Weil der Einjährige, dem in der Klinik schon die Windeln abtrainiert wurden, zu Hause wieder einnässt, ekelt sich die Mutter vor ihm. Bis zu seiner Festnahme hat sie den Sohn gebadet, „eine grenzverletzende Handlung“, sagt Benecke. Als Bartsch einmal den Spiegel in der Metzgerei nicht sauber genug putzt, wirft sie ein Fleischermesser nach ihm, bespuckt und beschimpft ihn: „Du bist ein Stück Scheiße.“

„Er hätte Hilfe gebraucht!“ Helga Schneider (Name geändert), 75, wohnt nur wenige Meter von Jürgen Bartschs Elternhaus entfernt. Sie kämpft noch heute mit der Frage: Kann man Mitleid haben mit einem Jungen, der vier Kinder umgebracht hat? Kann man über einen Mörder sagen: Es hat in seiner Kindheit an Liebe gefehlt? „Wenn man seine Geschichte kennt, kann man schon Mitgefühl entwickeln.“

Vor Gericht sagt Bartsch über seine Zufallsopfer: „Was diese Kinder für ein Scheißpech gehabt haben.“ Reue auf der einen, der Trieb zu töten auf der anderen Seite. „Hinterher hat mir das immer leidgetan. Vor allem, weil ich dachte: Die mussten mich ja leiden können, sonst wären die gar nicht mitgekommen.“ Seine fehlgeleitete Sehnsucht nach Nähe wird Bartsch und seinen Opfern zum Verhängnis. „Im Totfoltern lag seine Erfüllung. Nur so konnte er menschliche Bindungen aufbauen“, sagt Benecke.

Als Jürgen seine Sexualität entdeckte, schoben ihn die Eltern ins Heim ab. Später Drill und Frömmigkeit in einem katholischen Internat. Wenn Jürgen in Marienhausen bei den Salesianern das Schweigegebot verletzte, haben die Priester ihm „in die Fresse gehauen, dass ich unter den Betten hindurchgesegelt bin“. Der Versuch, Freundschaften aufzubauen scheitert. An der katholischen Doppelmoral, die aus Angst vor homosexuellen Handlungen jede Bindung der Jungen verbietet, aber auch an Bartschs extremer Anhänglichkeit. Über einen Kameraden sagt er: „Ich hing wie eine Klette an dem. Das war für den Jungen natürlich nicht auszuhalten.“ Ein Außenseiter, immer. „Ich habe mich schlagen lassen in der Schule und mir dann ausgemalt, wie ich alle in den Bauch trete, wenn ich groß bin.“

Eines Tages schreibt er in großen Buchstaben an den Kühlschrank: „Der Rächer“.
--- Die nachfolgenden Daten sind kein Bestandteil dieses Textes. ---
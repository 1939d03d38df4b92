//! Built-in read models

use std::collections::BTreeMap;

use chrono::{DateTime, Utc};
use serde::{Deserialize, Serialize};

use crate::types::{Event, EventPayload, EventType};
use crate::utils::time::hour_of_day;

use super::Projection;

pub const SCENES: &str = "scenes";
pub const STREAMING: &str = "streaming";
pub const AUTOMATION: &str = "automation";
pub const PERFORMANCE: &str = "performance";
pub const AUDIO: &str = "audio";

const STREAM_HISTORY_LIMIT: usize = 100;
const RECENT_EXECUTIONS_LIMIT: usize = 50;

fn unknown_scene() -> String {
    "Unknown".to_string()
}

/// Scene usage: current scene, switch count, time spent per scene
#[derive(Debug, Clone, PartialEq, Serialize, Deserialize)]
pub struct SceneState {
    pub current_scene: String,
    pub previous_scene: Option<String>,
    pub scenes: Vec<String>,
    pub scene_switch_count: u64,
    pub last_switch_time: Option<DateTime<Utc>>,
    /// Seconds spent in each scene, closed at the next switch
    pub scene_durations: BTreeMap<String, f64>,
    pub most_used_scene: Option<String>,
}

impl Default for SceneState {
    fn default() -> Self {
        Self {
            current_scene: unknown_scene(),
            previous_scene: None,
            scenes: Vec::new(),
            scene_switch_count: 0,
            last_switch_time: None,
            scene_durations: BTreeMap::new(),
            most_used_scene: None,
        }
    }
}

pub struct SceneProjection;

impl Projection for SceneProjection {
    type State = SceneState;

    fn name(&self) -> &str {
        SCENES
    }

    fn initial_state(&self) -> SceneState {
        SceneState::default()
    }

    fn interested_in(&self) -> &[EventType] {
        &[
            EventType::SceneCreated,
            EventType::SceneSwitched,
            EventType::SceneDeleted,
        ]
    }

    fn apply(&self, state: &mut SceneState, event: &Event) {
        match &event.payload {
            EventPayload::SceneCreated(data) => {
                if !state.scenes.contains(&data.scene_name) {
                    state.scenes.push(data.scene_name.clone());
                }
            }
            EventPayload::SceneSwitched(data) => {
                let previous = std::mem::replace(&mut state.current_scene, data.to_scene.clone());
                state.scene_switch_count += 1;

                if let Some(last) = state.last_switch_time {
                    let seconds = (event.timestamp() - last).num_milliseconds().max(0) as f64 / 1000.0;
                    *state.scene_durations.entry(previous.clone()).or_insert(0.0) += seconds;
                }
                state.previous_scene = Some(previous);
                state.last_switch_time = Some(event.timestamp());

                state.most_used_scene = state
                    .scene_durations
                    .iter()
                    .max_by(|a, b| a.1.total_cmp(b.1).then_with(|| b.0.cmp(a.0)))
                    .map(|(name, _)| name.clone());
            }
            EventPayload::SceneDeleted(data) => {
                state.scenes.retain(|s| s != &data.scene_name);
            }
            _ => {}
        }
    }
}

/// One finished stream
#[derive(Debug, Clone, PartialEq, Serialize, Deserialize)]
pub struct StreamRecord {
    pub start_time: Option<DateTime<Utc>>,
    pub end_time: DateTime<Utc>,
    pub duration: u64,
    pub frames: u64,
    pub dropped: u64,
}

#[derive(Debug, Clone, Default, PartialEq, Serialize, Deserialize)]
pub struct StreamingState {
    pub is_streaming: bool,
    pub stream_start_time: Option<DateTime<Utc>>,
    pub total_stream_time: u64,
    pub stream_count: u64,
    pub total_frames: u64,
    pub dropped_frames: u64,
    pub bytes_sent: u64,
    pub average_stream_duration: f64,
    pub longest_stream_duration: u64,
    /// Last 100 streams, oldest first
    pub stream_history: Vec<StreamRecord>,
}

pub struct StreamingProjection;

impl Projection for StreamingProjection {
    type State = StreamingState;

    fn name(&self) -> &str {
        STREAMING
    }

    fn initial_state(&self) -> StreamingState {
        StreamingState::default()
    }

    fn interested_in(&self) -> &[EventType] {
        &[EventType::StreamStarted, EventType::StreamStopped]
    }

    fn apply(&self, state: &mut StreamingState, event: &Event) {
        match &event.payload {
            EventPayload::StreamStarted(_) => {
                state.is_streaming = true;
                state.stream_start_time = Some(event.timestamp());
                state.stream_count += 1;
            }
            EventPayload::StreamStopped(data) => {
                state.is_streaming = false;
                state.total_stream_time += data.duration_seconds;
                state.total_frames += data.total_frames;
                state.dropped_frames += data.dropped_frames;
                state.bytes_sent += data.bytes_sent;

                if state.stream_count > 0 {
                    state.average_stream_duration =
                        state.total_stream_time as f64 / state.stream_count as f64;
                }
                state.longest_stream_duration =
                    state.longest_stream_duration.max(data.duration_seconds);

                state.stream_history.push(StreamRecord {
                    start_time: state.stream_start_time.take(),
                    end_time: event.timestamp(),
                    duration: data.duration_seconds,
                    frames: data.total_frames,
                    dropped: data.dropped_frames,
                });
                if state.stream_history.len() > STREAM_HISTORY_LIMIT {
                    let excess = state.stream_history.len() - STREAM_HISTORY_LIMIT;
                    state.stream_history.drain(..excess);
                }
            }
            _ => {}
        }
    }
}

#[derive(Debug, Clone, PartialEq, Serialize, Deserialize)]
pub struct RuleStats {
    pub name: String,
    pub trigger_count: u64,
    pub execution_count: u64,
    pub failure_count: u64,
    pub total_execution_time: f64,
    pub enabled: bool,
}

#[derive(Debug, Clone, PartialEq, Serialize, Deserialize)]
pub struct ExecutionRecord {
    pub rule_id: String,
    pub rule_name: String,
    pub timestamp: DateTime<Utc>,
    pub execution_time_ms: f64,
    pub actions: Vec<String>,
}

#[derive(Debug, Clone, Default, PartialEq, Serialize, Deserialize)]
pub struct AutomationState {
    pub rules: BTreeMap<String, RuleStats>,
    pub total_executions: u64,
    pub total_failures: u64,
    /// Mean execution time in ms across all executions of known rules
    pub average_execution_time: f64,
    pub most_triggered_rule: Option<String>,
    /// Last 50 executions, oldest first
    pub recent_executions: Vec<ExecutionRecord>,
}

pub struct AutomationProjection;

impl Projection for AutomationProjection {
    type State = AutomationState;

    fn name(&self) -> &str {
        AUTOMATION
    }

    fn initial_state(&self) -> AutomationState {
        AutomationState::default()
    }

    fn interested_in(&self) -> &[EventType] {
        &[
            EventType::AutomationRuleCreated,
            EventType::AutomationRuleTriggered,
            EventType::AutomationRuleExecuted,
            EventType::AutomationRuleFailed,
        ]
    }

    fn apply(&self, state: &mut AutomationState, event: &Event) {
        match &event.payload {
            EventPayload::AutomationRuleCreated(data) => {
                state.rules.insert(
                    data.rule_id.clone(),
                    RuleStats {
                        name: data.rule_name.clone(),
                        trigger_count: 0,
                        execution_count: 0,
                        failure_count: 0,
                        total_execution_time: 0.0,
                        enabled: true,
                    },
                );
            }
            EventPayload::AutomationRuleTriggered(data) => {
                if let Some(rule) = state.rules.get_mut(&data.rule_id) {
                    rule.trigger_count += 1;
                }
                state.most_triggered_rule = state
                    .rules
                    .iter()
                    .max_by(|a, b| a.1.trigger_count.cmp(&b.1.trigger_count).then_with(|| b.0.cmp(a.0)))
                    .map(|(id, _)| id.clone());
            }
            EventPayload::AutomationRuleExecuted(data) => {
                state.total_executions += 1;
                if let Some(rule) = state.rules.get_mut(&data.rule_id) {
                    rule.execution_count += 1;
                    rule.total_execution_time += data.execution_time_ms;
                }

                let total_time: f64 = state.rules.values().map(|r| r.total_execution_time).sum();
                state.average_execution_time = total_time / state.total_executions as f64;

                state.recent_executions.push(ExecutionRecord {
                    rule_id: data.rule_id.clone(),
                    rule_name: data.rule_name.clone(),
                    timestamp: event.timestamp(),
                    execution_time_ms: data.execution_time_ms,
                    actions: data.actions_executed.clone(),
                });
                if state.recent_executions.len() > RECENT_EXECUTIONS_LIMIT {
                    let excess = state.recent_executions.len() - RECENT_EXECUTIONS_LIMIT;
                    state.recent_executions.drain(..excess);
                }
            }
            EventPayload::AutomationRuleFailed(data) => {
                state.total_failures += 1;
                if let Some(rule) = state.rules.get_mut(&data.rule_id) {
                    rule.failure_count += 1;
                }
            }
            _ => {}
        }
    }
}

#[derive(Debug, Clone, Default, PartialEq, Serialize, Deserialize)]
pub struct PerformanceState {
    pub event_counts_by_type: BTreeMap<String, u64>,
    /// Events per hour of day (UTC)
    pub hourly: BTreeMap<u32, u64>,
    pub busiest_hour: Option<u32>,
    pub error_count: u64,
    pub warning_count: u64,
}

pub struct PerformanceProjection;

impl Projection for PerformanceProjection {
    type State = PerformanceState;

    fn name(&self) -> &str {
        PERFORMANCE
    }

    fn initial_state(&self) -> PerformanceState {
        PerformanceState::default()
    }

    fn apply(&self, state: &mut PerformanceState, event: &Event) {
        *state
            .event_counts_by_type
            .entry(event.event_type().to_string())
            .or_insert(0) += 1;

        *state.hourly.entry(hour_of_day(event.timestamp())).or_insert(0) += 1;
        state.busiest_hour = state
            .hourly
            .iter()
            .max_by(|a, b| a.1.cmp(b.1).then_with(|| b.0.cmp(a.0)))
            .map(|(hour, _)| *hour);

        match event.event_type() {
            EventType::SystemError => state.error_count += 1,
            EventType::SystemPerformanceWarning => state.warning_count += 1,
            _ => {}
        }
    }
}

#[derive(Debug, Clone, Default, PartialEq, Serialize, Deserialize)]
pub struct InputAudio {
    pub muted: bool,
    pub volume: Option<f64>,
    pub volume_db: Option<f64>,
}

/// Mute state and volume per input
#[derive(Debug, Clone, Default, PartialEq, Serialize, Deserialize)]
pub struct AudioState {
    pub inputs: BTreeMap<String, InputAudio>,
}

impl AudioState {
    pub fn muted_inputs(&self) -> Vec<&str> {
        self.inputs
            .iter()
            .filter(|(_, a)| a.muted)
            .map(|(name, _)| name.as_str())
            .collect()
    }
}

pub struct AudioProjection;

impl Projection for AudioProjection {
    type State = AudioState;

    fn name(&self) -> &str {
        AUDIO
    }

    fn initial_state(&self) -> AudioState {
        AudioState::default()
    }

    fn interested_in(&self) -> &[EventType] {
        &[
            EventType::SourceCreated,
            EventType::InputMuteChanged,
            EventType::SourceVolumeChanged,
        ]
    }

    fn apply(&self, state: &mut AudioState, event: &Event) {
        match &event.payload {
            EventPayload::SourceCreated(data) => {
                state.inputs.entry(data.source_name.clone()).or_default();
            }
            EventPayload::InputMuteChanged(data) => {
                state.inputs.entry(data.input_name.clone()).or_default().muted = data.muted;
            }
            EventPayload::SourceVolumeChanged(data) => {
                let input = state.inputs.entry(data.source_name.clone()).or_default();
                input.volume = Some(data.new_volume);
                input.volume_db = data.volume_db;
            }
            _ => {}
        }
    }
}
Vor 50 Jahren fand die Polizei am Ort der Rache die Leichenteile der Kinder, dazu Messer, Drahtschlingen, Kerzen, Streichhölzer. Die anschließenden Prozesse haben „die Strafjustiz maßgeblich verändert“, sagt Benecke. Der Fall hat dafür gesorgt, dass in ähnlichen Fällen nicht mehr nach dem Henker, sondern nach dem Arzt gerufen wird. Nachdem Bartsch in erster Instanz zu lebenslanger Haft verurteilt wurde, gestand man ihm in der Revision verminderte Schuldfähigkeit zu. Der Richter schickte ihn in die psychiatrische Klinik Eickelborn.

„Ein ganz besonders lieber Junge“

Bartsch starb mit 29 Jahren bei der Operation zu seiner Kastration, auf die er lange gedrängt hatte. „Er wollte unbedingt ein normales Leben führen“, sagt Benecke. „Er dachte, die Entmannung sei seine Chance.“ Auch mit seinen Eltern hatte er sich zum Schluss versöhnt: „Ich verstehe mich mit ihnen so gut wie nie. Weil ich heute ein ganz besonders lieber Junge bin.“

Der Stollen ist längst zugemauert. Nur der Ortskundige kann das Weiß der Backsteinmauer durch das Gestrüpp schimmern sehen. Lediglich ein kleines Loch führt noch in die finstere Höhle. Für die Fledermäuse.